Small nucleolar RNAs (snoRNAs) are non-coding RNAs canonically involved in guiding ribosomal RNA modifications within the nucleolus. However, accumulating evidence indicates that some snoRNAs possess the ability to localize beyond the nucleolus, to nuclear and/or cytoplasmic compartments. There, they have been shown to participate in diverse regulatory processes, such as the modulation of alternative splicing and protein translation. Despite these findings, exact functions of these snoRNAs remain poorly understood, particularly in the context of the central nervous system (CNS). Previous data generated in our lab indicate that a subset of snoRNAs are localized to extranucleolar regions in neurons. For this study, we have selected a CNS-enriched and disease associated extranucleolar snoRNA for comprehensive characterization. Using primary mouse neurons as a model, we have validated tissue and cell type specificity via qPCR, which was followed by RNA in situ hybridization to identify the exact sub-cellular localization. Analysis of the subcellular localization revealed distribution across nuclear and cytoplasmic compartments, including dendrites, suggesting diverse regulatory roles. We investigated these roles via RNA-sequencing following knockdown of the snoRNA, which was complemented by functional assays, including dendritic spine quantification and multi-electrode array recordings.

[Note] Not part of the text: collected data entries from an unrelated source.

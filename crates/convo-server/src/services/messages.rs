//! Messages under threads and events.
//!
//! Link previews and photo uploads are resolved before the transaction opens
//! so a retried transaction never fetches or uploads twice.

use std::sync::OnceLock;

use chrono::Utc;
use convo_shared::{Key, Kind};
use convo_store::{Context, Link, Message, Named, User};
use regex::Regex;
use serde::Deserialize;

use super::membership::Aggregate;
use crate::clients::blob_store::blob_path;
use crate::clients::Verb;
use crate::error::{alarm, OpExt, ServerError};
use crate::state::AppState;

#[derive(Debug, Default, Deserialize)]
pub struct NewMessage {
    #[serde(default)]
    pub body: String,
}

/// Message content after preview resolution and upload.
#[derive(Debug, Clone, Default, PartialEq)]
pub struct Draft {
    pub body: String,
    pub photos: Vec<String>,
    pub link: Option<Link>,
}

fn url_regex() -> &'static Regex {
    static RE: OnceLock<Regex> = OnceLock::new();
    RE.get_or_init(|| Regex::new(r#"https?://[^\s<>"'()\[\]]+"#).expect("valid regex"))
}

fn spaces_regex() -> &'static Regex {
    static RE: OnceLock<Regex> = OnceLock::new();
    RE.get_or_init(|| Regex::new(r"[ \t]{2,}").expect("valid regex"))
}

/// First http(s) URL in `body`, without trailing punctuation.
pub fn first_url(body: &str) -> Option<&str> {
    let found = url_regex().find(body)?;
    let url = found
        .as_str()
        .trim_end_matches(['.', ',', ';', ':', '!', '?']);
    (url.len() > "https://".len()).then_some(url)
}

/// Whether `url` appears as the target of a markdown link `[..](url)`.
pub fn in_markdown_link(body: &str, url: &str) -> bool {
    body.contains(&format!("]({url})")) || body.contains(&format!("]( {url} )"))
}

/// `body` with the first occurrence of `url` removed and the gap closed.
pub fn strip_url(body: &str, url: &str) -> String {
    let stripped = body.replacen(url, "", 1);
    let stripped = spaces_regex().replace_all(&stripped, " ");
    stripped
        .lines()
        .map(str::trim_end)
        .collect::<Vec<_>>()
        .join("\n")
        .trim()
        .to_string()
}

impl AppState {
    /// Resolve the first URL's preview (best effort) and upload `photo`.
    /// A raw URL is dropped from the body once its preview resolved, unless
    /// it is the target of a markdown link.
    pub async fn prepare_message(
        &self,
        parent: Key,
        body: &str,
        photo: Option<&[u8]>,
    ) -> Result<Draft, ServerError> {
        let mut draft = Draft {
            body: body.trim().to_string(),
            ..Draft::default()
        };

        if let Some(url) = first_url(&draft.body).map(str::to_string) {
            match self.clients.previews.preview(&url).await {
                Ok(Some(mut link)) => {
                    if link.url.is_empty() {
                        link.url = url.clone();
                    }
                    if !in_markdown_link(&draft.body, &url) {
                        draft.body = strip_url(&draft.body, &url);
                    }
                    draft.link = Some(link);
                }
                Ok(None) => {}
                Err(e) => alarm("messages.link_preview", &e),
            }
        }

        if let Some(data) = photo.filter(|d| !d.is_empty()) {
            let path = blob_path(&format!("messages/{}", parent.encode()));
            let url = self
                .clients
                .blobs
                .put(&path, data)
                .await
                .op("messages.upload_photo")?;
            draft.photos.push(url);
        }

        if draft.body.is_empty() && draft.link.is_none() && draft.photos.is_empty() {
            return Err(ServerError::invalid("body", "Write something first"));
        }
        Ok(draft)
    }

    /// Store `draft` under `aggregate` and update the aggregate. Joins the
    /// caller's transaction.
    pub(crate) async fn append_message<A: Aggregate>(
        &self,
        ctx: &Context,
        aggregate: &mut A,
        author: Key,
        draft: &Draft,
    ) -> Result<Message, ServerError> {
        let parent = aggregate.key().ok_or_else(ServerError::not_found)?;
        let mut message = Message::new(author, parent, draft.body.clone());
        message.photos = draft.photos.clone();
        message.link = draft.link.clone();
        self.ds.put(ctx, &mut message).await?;

        aggregate.on_message(&message, message.created_at);
        self.ds.put(ctx, aggregate).await?;
        Ok(message)
    }

    /// Post as `actor`, who must take part in `parent`. Returns the stored
    /// message and the updated aggregate.
    pub async fn post_message<A: Aggregate>(
        &self,
        ctx: &Context,
        actor: &User,
        parent: Key,
        body: &str,
        photo: Option<&[u8]>,
    ) -> Result<(Message, A), ServerError> {
        let author = actor.key.ok_or_else(ServerError::unauthorized)?;
        let _: A = self.load_member(ctx, parent, author).await?;
        let draft = self.prepare_message(parent, body, photo).await?;

        let draft = &draft;
        let (message, aggregate) = self
            .ds
            .run_in_transaction(ctx, |ctx| async move {
                let mut aggregate: A = self.load_member(&ctx, parent, author).await?;
                let message = self.append_message(&ctx, &mut aggregate, author, draft).await?;
                Ok::<_, ServerError>((message, aggregate))
            })
            .await
            .op(format!("messages.post(parent={parent})"))?;

        tracing::info!(parent = %parent, message = ?message.key, "message posted");
        self.push(
            ctx,
            actor,
            aggregate.participants(),
            Verb::NewMessage,
            parent,
            &aggregate.name(),
        );
        if parent.kind == Kind::Thread {
            self.enqueue_thread_mail(ctx, parent, &[]).await;
        }
        Ok((message, aggregate))
    }

    pub async fn list_messages<A: Aggregate>(
        &self,
        ctx: &Context,
        actor: &User,
        parent: Key,
    ) -> Result<Vec<Message>, ServerError> {
        let user = actor.key.ok_or_else(ServerError::unauthorized)?;
        let _: A = self.load_member(ctx, parent, user).await?;
        Ok(self.ds.messages_for_parent(ctx, parent).await?)
    }

    /// Authors delete their own messages. A thread's first message anchors it
    /// and stays.
    pub async fn delete_message<A: Aggregate>(
        &self,
        ctx: &Context,
        actor: &User,
        parent: Key,
        message: Key,
    ) -> Result<(), ServerError> {
        let user = actor.key.ok_or_else(ServerError::unauthorized)?;
        self.ds
            .run_in_transaction(ctx, |ctx| async move {
                let mut aggregate: A = self.load_member(&ctx, parent, user).await?;
                let stored = self
                    .ds
                    .get_in_tx::<Message>(&ctx, message)
                    .await?
                    .filter(|m| m.parent == parent && m.author == user)
                    .ok_or_else(ServerError::not_found)?;

                if parent.kind == Kind::Thread {
                    let messages = self.ds.messages_for_parent(&ctx, parent).await?;
                    if messages.first().and_then(|m| m.key) == stored.key {
                        return Err(ServerError::bad_request(
                            "The first message of a conversation can't be deleted",
                        ));
                    }
                }

                self.ds.delete(&ctx, message).await?;
                aggregate.on_message_deleted();
                self.ds.put(&ctx, &mut aggregate).await?;
                Ok::<_, ServerError>(())
            })
            .await
            .op(format!("messages.delete(message={message})"))?;
        tracing::info!(parent = %parent, message = %message, "message deleted");
        Ok(())
    }
}

#[cfg(test)]
mod tests {
    use super::*;
    use crate::state::testing::TestApp;
    use axum::http::StatusCode;
    use convo_store::{Readable, Thread};

    #[test]
    fn test_url_helpers() {
        assert_eq!(first_url("see https://example.com."), Some("https://example.com"));
        assert_eq!(first_url("no links here"), None);
        assert!(in_markdown_link("[site](https://example.com)", "https://example.com"));
        assert!(!in_markdown_link("https://example.com", "https://example.com"));
        assert_eq!(strip_url("hello https://example.com", "https://example.com"), "hello");
        assert_eq!(strip_url("a https://x.io b", "https://x.io"), "a b");
    }

    async fn thread_between(app: &TestApp, owner: &User, other: &User) -> Key {
        let mut thread = Thread::new(owner, "Hi").unwrap();
        thread.add_user(other).unwrap();
        app.state.ds.put(&Context::background(), &mut thread).await.unwrap()
    }

    #[tokio::test]
    async fn test_post_strips_raw_url_and_keeps_markdown_links() {
        let app = TestApp::new().await;
        let ctx = Context::background();
        let ann = app.registered_user("ann@x.com", "Ann").await;
        let bob = app.registered_user("bob@x.com", "Bob").await;
        let key = thread_between(&app, &ann, &bob).await;

        let (first, thread): (Message, Thread) = app
            .state
            .post_message(&ctx, &ann, key, "hello https://example.com", None)
            .await
            .unwrap();
        assert_eq!(first.body, "hello");
        assert_eq!(first.link.as_ref().unwrap().url, "https://example.com");
        assert!(first.is_read(ann.key.unwrap()));
        assert_eq!(thread.response_count, 1);
        assert_eq!(thread.subject, "Hi");

        let body = "look [here](https://example.com)";
        let (reply, thread): (Message, Thread) = app
            .state
            .post_message(&ctx, &bob, key, body, None)
            .await
            .unwrap();
        assert_eq!(reply.body, body);
        assert_eq!(thread.subject, "Example Domain");
        assert!(thread.is_read(bob.key.unwrap()));
        assert!(!thread.is_read(ann.key.unwrap()));
    }

    #[tokio::test]
    async fn test_outsiders_and_empty_bodies_rejected() {
        let app = TestApp::new().await;
        let ctx = Context::background();
        let ann = app.registered_user("ann@x.com", "Ann").await;
        let bob = app.registered_user("bob@x.com", "Bob").await;
        let eve = app.registered_user("eve@x.com", "Eve").await;
        let key = thread_between(&app, &ann, &bob).await;

        let err = app
            .state
            .post_message::<Thread>(&ctx, &eve, key, "hi", None)
            .await
            .unwrap_err();
        assert_eq!(err.status(), StatusCode::NOT_FOUND);

        let err = app
            .state
            .post_message::<Thread>(&ctx, &ann, key, "   ", None)
            .await
            .unwrap_err();
        assert_eq!(err.status(), StatusCode::BAD_REQUEST);
    }

    #[tokio::test]
    async fn test_photo_upload() {
        let app = TestApp::new().await;
        let ctx = Context::background();
        let ann = app.registered_user("ann@x.com", "Ann").await;
        let bob = app.registered_user("bob@x.com", "Bob").await;
        let key = thread_between(&app, &ann, &bob).await;

        let (message, _): (Message, Thread) = app
            .state
            .post_message(&ctx, &ann, key, "", Some(b"jpeg bytes".as_slice()))
            .await
            .unwrap();
        assert_eq!(message.photos.len(), 1);
        let prefix = format!("http://blobs.test/messages/{}/", key.encode());
        assert!(message.photos[0].starts_with(&prefix));
    }

    #[tokio::test]
    async fn test_delete_rules() {
        let app = TestApp::new().await;
        let ctx = Context::background();
        let ann = app.registered_user("ann@x.com", "Ann").await;
        let bob = app.registered_user("bob@x.com", "Bob").await;
        let key = thread_between(&app, &ann, &bob).await;

        let (first, _): (Message, Thread) =
            app.state.post_message(&ctx, &ann, key, "first", None).await.unwrap();
        let (reply, _): (Message, Thread) =
            app.state.post_message(&ctx, &bob, key, "reply", None).await.unwrap();

        let err = app
            .state
            .delete_message::<Thread>(&ctx, &ann, key, first.key.unwrap())
            .await
            .unwrap_err();
        assert_eq!(err.status(), StatusCode::BAD_REQUEST);

        let err = app
            .state
            .delete_message::<Thread>(&ctx, &ann, key, reply.key.unwrap())
            .await
            .unwrap_err();
        assert_eq!(err.status(), StatusCode::NOT_FOUND);

        app.state
            .delete_message::<Thread>(&ctx, &bob, key, reply.key.unwrap())
            .await
            .unwrap();
        let thread: Thread = app.state.ds.get(&ctx, key).await.unwrap();
        assert_eq!(thread.response_count, 1);
        let left = app.state.list_messages::<Thread>(&ctx, &ann, key).await.unwrap();
        assert_eq!(left.len(), 1);
    }
}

Together, our initial results indicate that the candidate snoRNA is involved in regulating neuronal activity, without any impact to synaptic morphology or cell viability. Through further characterization and analysis, we aim to uncover the molecular mechanisms underlying the candidate snoRNA’s localization and functional impact, to contribute new insights into the extranucleolar roles of snoRNAs in the CNS.